We reviewed all primary and revision total hip and knee replacements performed in Gloucestershire Royal Hospital between April 2007 and March 2010. Up to August 2008, patients received prophylaxis with cefuroxime (Group A). This subsequently changed to flucloxacillin and gentamicin (Group B). All patients who developed CDAD within one month of surgery were identified and their case-notes were reviewed for the presence of CDAD risk factors, such as concomitant use of broad-spectrum antibiotics.

3117 patients were included and 15 developed CDAD (0.48%); 12 patients (0.77%) from Group A and 3 from Group B (0.19%), representing a four-fold decrease. Analysis of a 2×2 contingency table with Fisher's exact test showed that the difference between the two groups was statistically significant (P=0.0347).

Case-note analysis revealed that 8/12 patients in Group A and 1/3 patients in Group B had other risk factors for developing CDAD. Excluding these patients, the difference between the two groups was not statistically significant (P=0.218).
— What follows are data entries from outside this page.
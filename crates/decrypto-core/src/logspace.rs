//! Log-domain arithmetic shared by beliefs, the expectation engine and the decoder.

/// Log-probability standing in for "impossible".
///
/// `exp(-1000.0)` is exactly `0.0` in IEEE double precision, while sums of a few
/// thousand sentinels stay far away from overflow. Terms at or below this value carry
/// no probability mass anywhere in the engine.
pub const LOG_ZERO: f64 = -1_000.0;

/// Whether `value` is indistinguishable from zero probability.
#[inline]
pub fn is_log_zero(value: f64) -> bool {
    !(value > LOG_ZERO)
}

/// Raises anything at or below the sentinel (including NaN) to exactly `LOG_ZERO`.
#[inline]
pub fn clamp_log(value: f64) -> f64 {
    if is_log_zero(value) { LOG_ZERO } else { value }
}

/// Stabilized `log(Σ exp(term))`.
///
/// Dead terms are skipped; when every term is dead the result is exactly `LOG_ZERO`.
pub fn log_sum_exp(terms: &[f64]) -> f64 {
    let max = terms
        .iter()
        .copied()
        .filter(|term| !is_log_zero(*term))
        .fold(f64::NEG_INFINITY, f64::max);
    if max == f64::NEG_INFINITY {
        return LOG_ZERO;
    }

    let sum: f64 = terms
        .iter()
        .copied()
        .filter(|term| !is_log_zero(*term))
        .map(|term| (term - max).exp())
        .sum();
    max + sum.ln()
}

/// Whether a `belief + score` term can carry mass: both operands must be live.
///
/// A sentinel operand stays dead whatever the other operand adds to it.
#[inline]
pub fn is_live_term(log_p: f64, score: f64) -> bool {
    !is_log_zero(log_p) && !is_log_zero(score)
}

/// Stabilized `log(Σ exp(term))` over sums of live operands.
///
/// Nothing is filtered or clamped, so totals below the sentinel keep their order.
/// An empty slice means every term was dead and gives exactly `LOG_ZERO`.
pub fn log_sum_exp_live(terms: &[f64]) -> f64 {
    let max = terms.iter().copied().fold(f64::NEG_INFINITY, f64::max);
    if !max.is_finite() {
        return if terms.is_empty() { LOG_ZERO } else { max };
    }
    let sum: f64 = terms.iter().map(|term| (term - max).exp()).sum();
    max + sum.ln()
}

/// Normalizes log-weights so their exponentials sum to one.
///
/// Returns `None` when no weight carries mass.
pub fn log_normalize(weights: &[f64]) -> Option<Vec<f64>> {
    let total = log_sum_exp(weights);
    if is_log_zero(total) {
        return None;
    }
    Some(
        weights
            .iter()
            .map(|weight| {
                if is_log_zero(*weight) {
                    LOG_ZERO
                } else {
                    clamp_log(weight - total)
                }
            })
            .collect(),
    )
}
CDAD is exceedingly rare following total joint replacement surgery, especially when the only antibiotics given are prophylactic. Our figures are in line with a general decline in CDAD nationally from 2007. This decline is most likely due to multiple factors, such as hand-washing, barrier nursing and restrictive antibiotic policies. The effect of the change in prophylaxis is therefore difficult to quantify. Choice of prophylactic antibiotics should be based upon their efficacy alone, not their potential to reduce CDAD.